--- EXTRACTED INFORMATION ---
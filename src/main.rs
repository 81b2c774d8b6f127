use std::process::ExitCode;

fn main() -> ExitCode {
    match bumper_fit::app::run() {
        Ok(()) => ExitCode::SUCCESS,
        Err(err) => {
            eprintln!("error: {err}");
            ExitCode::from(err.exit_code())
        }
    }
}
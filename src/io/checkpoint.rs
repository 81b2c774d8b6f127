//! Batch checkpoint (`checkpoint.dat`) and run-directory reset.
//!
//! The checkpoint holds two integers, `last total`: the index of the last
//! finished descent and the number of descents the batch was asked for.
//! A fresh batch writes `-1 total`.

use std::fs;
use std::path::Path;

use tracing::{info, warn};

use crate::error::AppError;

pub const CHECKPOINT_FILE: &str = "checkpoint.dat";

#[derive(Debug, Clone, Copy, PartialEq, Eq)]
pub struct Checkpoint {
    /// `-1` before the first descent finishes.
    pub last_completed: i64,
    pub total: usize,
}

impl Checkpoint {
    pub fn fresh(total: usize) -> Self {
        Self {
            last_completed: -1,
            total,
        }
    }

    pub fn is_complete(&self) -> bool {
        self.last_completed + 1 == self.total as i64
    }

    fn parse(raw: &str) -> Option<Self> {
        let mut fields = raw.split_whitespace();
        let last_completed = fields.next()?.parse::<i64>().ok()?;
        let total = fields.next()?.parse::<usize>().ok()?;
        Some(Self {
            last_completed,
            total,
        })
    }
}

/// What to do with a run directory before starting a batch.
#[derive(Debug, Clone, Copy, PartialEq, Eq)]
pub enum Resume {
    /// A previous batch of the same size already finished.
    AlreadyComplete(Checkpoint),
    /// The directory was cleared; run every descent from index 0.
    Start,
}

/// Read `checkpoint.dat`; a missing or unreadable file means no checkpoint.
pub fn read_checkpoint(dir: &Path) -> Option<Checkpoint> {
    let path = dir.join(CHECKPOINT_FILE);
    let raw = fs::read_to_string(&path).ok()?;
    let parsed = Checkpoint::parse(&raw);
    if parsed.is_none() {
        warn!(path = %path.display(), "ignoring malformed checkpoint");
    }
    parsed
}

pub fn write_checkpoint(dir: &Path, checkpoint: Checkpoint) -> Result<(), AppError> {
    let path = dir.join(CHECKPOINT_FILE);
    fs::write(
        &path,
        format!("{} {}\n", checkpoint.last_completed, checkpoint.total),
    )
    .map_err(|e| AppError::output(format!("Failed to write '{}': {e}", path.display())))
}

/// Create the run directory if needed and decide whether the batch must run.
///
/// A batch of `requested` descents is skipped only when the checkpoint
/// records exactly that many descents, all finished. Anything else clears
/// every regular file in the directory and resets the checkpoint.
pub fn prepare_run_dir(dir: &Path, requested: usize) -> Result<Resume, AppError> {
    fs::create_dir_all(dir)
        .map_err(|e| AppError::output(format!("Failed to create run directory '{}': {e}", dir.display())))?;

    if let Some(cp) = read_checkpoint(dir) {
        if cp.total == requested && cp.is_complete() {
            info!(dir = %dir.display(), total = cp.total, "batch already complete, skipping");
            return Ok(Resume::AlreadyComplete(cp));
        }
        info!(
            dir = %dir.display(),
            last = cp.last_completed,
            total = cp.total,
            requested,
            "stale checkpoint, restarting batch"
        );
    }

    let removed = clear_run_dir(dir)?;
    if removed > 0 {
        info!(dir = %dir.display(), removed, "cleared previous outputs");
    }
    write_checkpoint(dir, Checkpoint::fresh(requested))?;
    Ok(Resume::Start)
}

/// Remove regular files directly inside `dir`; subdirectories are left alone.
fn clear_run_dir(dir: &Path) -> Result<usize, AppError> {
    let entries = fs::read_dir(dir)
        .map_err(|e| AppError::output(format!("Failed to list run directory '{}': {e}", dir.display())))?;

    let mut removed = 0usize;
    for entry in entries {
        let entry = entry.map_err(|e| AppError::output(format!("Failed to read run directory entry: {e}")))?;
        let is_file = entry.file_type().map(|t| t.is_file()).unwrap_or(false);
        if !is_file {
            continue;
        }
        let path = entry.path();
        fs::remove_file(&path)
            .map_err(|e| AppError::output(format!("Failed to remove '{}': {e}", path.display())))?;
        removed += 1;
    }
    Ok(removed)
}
---
## TASK DETAILS
Retype the lines above, keeping every character.

## EXERCISE SOLUTION
filename src/main.rs
repository 81b2c774d8b6f127
use std::process::ExitCode;

fn main() -> ExitCode {
    match bumper_fit::app::run() {
        Ok(()) => ExitCode::SUCCESS,
        Err(err) => {
            eprintln!("error: {err}");
            ExitCode::from(err.exit_code())
        }
    }
}
filename src/io/checkpoint.rs
repository 81b2c774d8b6f127
//! Batch checkpoint (`checkpoint.dat`) and run-directory reset.
//!
//! The checkpoint holds two integers, `last total`: the index of the last
//! finished descent and the number of descents the batch was asked for.
//! A fresh batch writes `-1 total`.

use std::fs;
use std::path::Path;

use tracing::{info, warn};

use crate::error::AppError;

pub const CHECKPOINT_FILE: &str = "checkpoint.dat";

#[derive(Debug, Clone, Copy, PartialEq, Eq)]
pub struct Checkpoint {
    /// `-1` before the first descent finishes.
    pub last_completed: i64,
    pub total: usize,
}

impl Checkpoint {
    pub fn fresh(total: usize) -> Self {
        Self {
            last_completed: -1,
            total,
        }
    }

    pub fn is_complete(&self) -> bool {
        self.last_completed + 1 == self.total as i64
    }

    fn parse(raw: &str) -> Option<Self> {
        let mut fields = raw.split_whitespace();
        let last_completed = fields.next()?.parse::<i64>().ok()?;
        let total = fields.next()?.parse::<usize>().ok()?;
        Some(Self {
            last_completed,
            total,
        })
    }
}

/// What to do with a run directory before starting a batch.
#[derive(Debug, Clone, Copy, PartialEq, Eq)]
pub enum Resume {
    /// A previous batch of the same size already finished.
    AlreadyComplete(Checkpoint),
    /// The directory was cleared; run every descent from index 0.
    Start,
}

/// Read `checkpoint.dat`; a missing or unreadable file means no checkpoint.
pub fn read_checkpoint(dir: &Path) -> Option<Checkpoint> {
    let path = dir.join(CHECKPOINT_FILE);
    let raw = fs::read_to_string(&path).ok()?;
    let parsed = Checkpoint::parse(&raw);
    if parsed.is_none() {
        warn!(path = %path.display(), "ignoring malformed checkpoint");
    }
    parsed
}

pub fn write_checkpoint(dir: &Path, checkpoint: Checkpoint) -> Result<(), AppError> {
    let path = dir.join(CHECKPOINT_FILE);
    fs::write(
        &path,
        format!("{} {}\n", checkpoint.last_completed, checkpoint.total),
    )
    .map_err(|e| AppError::output(format!("Failed to write '{}': {e}", path.display())))
}

/// Create the run directory if needed and decide whether the batch must run.
///
/// A batch of `requested` descents is skipped only when the checkpoint
/// records exactly that many descents, all finished. Anything else clears
/// every regular file in the directory and resets the checkpoint.
pub fn prepare_run_dir(dir: &Path, requested: usize) -> Result<Resume, AppError> {
    fs::create_dir_all(dir)
        .map_err(|e| AppError::output(format!("Failed to create run directory '{}': {e}", dir.display())))?;

    if let Some(cp) = read_checkpoint(dir) {
        if cp.total == requested && cp.is_complete() {
            info!(dir = %dir.display(), total = cp.total, "batch already complete, skipping");
            return Ok(Resume::AlreadyComplete(cp));
        }
        info!(
            dir = %dir.display(),
            last = cp.last_completed,
            total = cp.total,
            requested,
            "stale checkpoint, restarting batch"
        );
    }

    let removed = clear_run_dir(dir)?;
    if removed > 0 {
        info!(dir = %dir.display(), removed, "cleared previous outputs");
    }
    write_checkpoint(dir, Checkpoint::fresh(requested))?;
    Ok(Resume::Start)
}

/// Remove regular files directly inside `dir`; subdirectories are left alone.
fn clear_run_dir(dir: &Path) -> Result<usize, AppError> {
    let entries = fs::read_dir(dir)
        .map_err(|e| AppError::output(format!("Failed to list run directory '{}': {e}", dir.display())))?;

    let mut removed = 0usize;
    for entry in entries {
        let entry = entry.map_err(|e| AppError::output(format!("Failed to read run directory entry: {e}")))?;
        let is_file = entry.file_type().map(|t| t.is_file()).unwrap_or(false);
        if !is_file {
            continue;
        }
        let path = entry.path();
        fs::remove_file(&path)
            .map_err(|e| AppError::output(format!("Failed to remove '{}': {e}", path.display())))?;
        removed += 1;
    }
    Ok(removed)
}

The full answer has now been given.